Saved entries:
================

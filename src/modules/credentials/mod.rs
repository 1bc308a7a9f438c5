//! Credentials for external endpoints (brokers, OPC UA servers, ...).
//!
//! Passwords are handed to the `Encryptor` on the way in and only come back
//! out through `decrypt_password`. Nothing here logs a secret.

use chrono::Utc;
use std::collections::BTreeMap;
use std::sync::Arc;
use tokio::sync::RwLock;

use crate::shared::context::CallerContext;
use crate::shared::db::models::{ConnectionCredential, CredentialId, CredentialUpdate, NewCredential};
use crate::shared::db::records::CredentialRow;
use crate::shared::db::{IdSequence, Persistence};
use crate::shared::errors::{AppError, AppResult};

/// The external encryption capability.
pub trait Encryptor {
    /// Returns `(ciphertext, iv)`.
    fn encrypt(&self, plaintext: &str) -> AppResult<(String, String)>;
    fn decrypt(&self, ciphertext: &str, iv: &str) -> AppResult<String>;
}

pub type SharedEncryptor = Arc<dyn Encryptor + Send + Sync>;

pub struct CredentialService {
    encryptor: SharedEncryptor,
    rows: RwLock<BTreeMap<CredentialId, ConnectionCredential>>,
    ids: IdSequence,
    store: Persistence,
}

impl std::fmt::Debug for CredentialService {
    fn fmt(&self, f: &mut std::fmt::Formatter<'_>) -> std::fmt::Result {
        f.debug_struct("CredentialService").finish_non_exhaustive()
    }
}

impl CredentialService {
    pub fn new(encryptor: SharedEncryptor) -> Self {
        CredentialService::with_store(encryptor, Persistence::default())
    }

    pub fn with_store(encryptor: SharedEncryptor, store: Persistence) -> Self {
        CredentialService {
            encryptor,
            rows: RwLock::new(BTreeMap::new()),
            ids: IdSequence::new(),
            store,
        }
    }

    pub async fn restore(&self) -> AppResult<()> {
        let stored = self.store.load(|db| db.load_credentials()).await?;
        let mut rows = self.rows.write().await;
        for row in stored {
            let credential = row.into_model()?;
            self.ids.observe(credential.id);
            rows.insert(credential.id, credential);
        }
        log::info!("restored {} credential(s)", rows.len());
        Ok(())
    }

    pub async fn create(&self, ctx: &CallerContext, new: NewCredential) -> AppResult<ConnectionCredential> {
        let mut rows = self.rows.write().await;
        if rows
            .values()
            .any(|c| c.organization_id == ctx.organization_id && c.name == new.name)
        {
            return Err(AppError::DuplicateConstraint {
                field: "connection name",
                value: new.name,
            });
        }

        let (encrypted_password, encryption_iv) = self.encryptor.encrypt(&new.password)?;
        let credential = ConnectionCredential {
            id: self.ids.next(),
            organization_id: ctx.organization_id.clone(),
            name: new.name,
            endpoint_uri: new.endpoint_uri,
            client_id: new.client_id,
            username: new.username,
            encrypted_password,
            encryption_iv,
            protocol: new.protocol,
            created_at: Utc::now(),
            last_used_at: None,
            is_active: true,
        };
        log::info!(
            "credential {} '{}' created for {} by {}",
            credential.id,
            credential.name,
            credential.organization_id,
            ctx.user_id
        );
        let row = CredentialRow::from_model(&credential);
        self.store.write(move |db| db.upsert_credential(&row)).await?;
        rows.insert(credential.id, credential.clone());
        Ok(credential)
    }

    pub async fn get(&self, ctx: &CallerContext, id: CredentialId) -> AppResult<ConnectionCredential> {
        let found = self.rows.read().await.get(&id).cloned();
        ctx.scope(found, |c| c.organization_id.as_str(), "credential", id)
    }

    pub async fn list(&self, ctx: &CallerContext) -> Vec<ConnectionCredential> {
        self.rows
            .read()
            .await
            .values()
            .filter(|c| ctx.owns(&c.organization_id))
            .cloned()
            .collect()
    }

    pub async fn update(
        &self,
        ctx: &CallerContext,
        id: CredentialId,
        update: CredentialUpdate,
    ) -> AppResult<ConnectionCredential> {
        let encrypted = match &update.password {
            Some(password) => Some(self.encryptor.encrypt(password)?),
            None => None,
        };
        self.modify(ctx, id, |c| {
            if let Some(uri) = update.endpoint_uri {
                c.endpoint_uri = uri;
            }
            if let Some(client_id) = update.client_id {
                c.client_id = Some(client_id);
            }
            if let Some(username) = update.username {
                c.username = username;
            }
            if let Some((ciphertext, iv)) = encrypted {
                c.encrypted_password = ciphertext;
                c.encryption_iv = iv;
            }
        })
        .await
    }

    /// Marks the credential as used.
    pub async fn decrypt_password(&self, ctx: &CallerContext, id: CredentialId) -> AppResult<String> {
        let credential = self.modify(ctx, id, |c| c.last_used_at = Some(Utc::now())).await?;
        self.encryptor
            .decrypt(&credential.encrypted_password, &credential.encryption_iv)
    }

    pub async fn set_active(&self, ctx: &CallerContext, id: CredentialId, active: bool) -> AppResult<ConnectionCredential> {
        self.modify(ctx, id, |c| c.is_active = active).await
    }

    pub async fn delete(&self, ctx: &CallerContext, id: CredentialId) -> AppResult<()> {
        let mut rows = self.rows.write().await;
        match rows.get(&id) {
            Some(c) if ctx.owns(&c.organization_id) => {
                self.store.write(move |db| db.delete_credential(id)).await?;
                rows.remove(&id);
                Ok(())
            }
            _ => Err(AppError::not_found("credential", id)),
        }
    }

    async fn modify(
        &self,
        ctx: &CallerContext,
        id: CredentialId,
        f: impl FnOnce(&mut ConnectionCredential),
    ) -> AppResult<ConnectionCredential> {
        let mut rows = self.rows.write().await;
        match rows.get_mut(&id) {
            Some(c) if ctx.owns(&c.organization_id) => {
                let mut updated = c.clone();
                f(&mut updated);
                let row = CredentialRow::from_model(&updated);
                self.store.write(move |db| db.upsert_credential(&row)).await?;
                *c = updated.clone();
                Ok(updated)
            }
            _ => Err(AppError::not_found("credential", id)),
        }
    }

    pub async fn purge_organization(&self, organization_id: &str) -> AppResult<usize> {
        let org = organization_id.to_string();
        self.store
            .write(move |db| db.delete_credentials(&org).map(|_| ()))
            .await?;
        let mut rows = self.rows.write().await;
        let before = rows.len();
        rows.retain(|_, c| c.organization_id != organization_id);
        Ok(before - rows.len())
    }
}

================

EXERCISE DESCRIPTION =>
Go through the data and return each line where the word "before" appears.

THE ANSWER =>
        let before = rows.len();
        Ok(before - rows.len())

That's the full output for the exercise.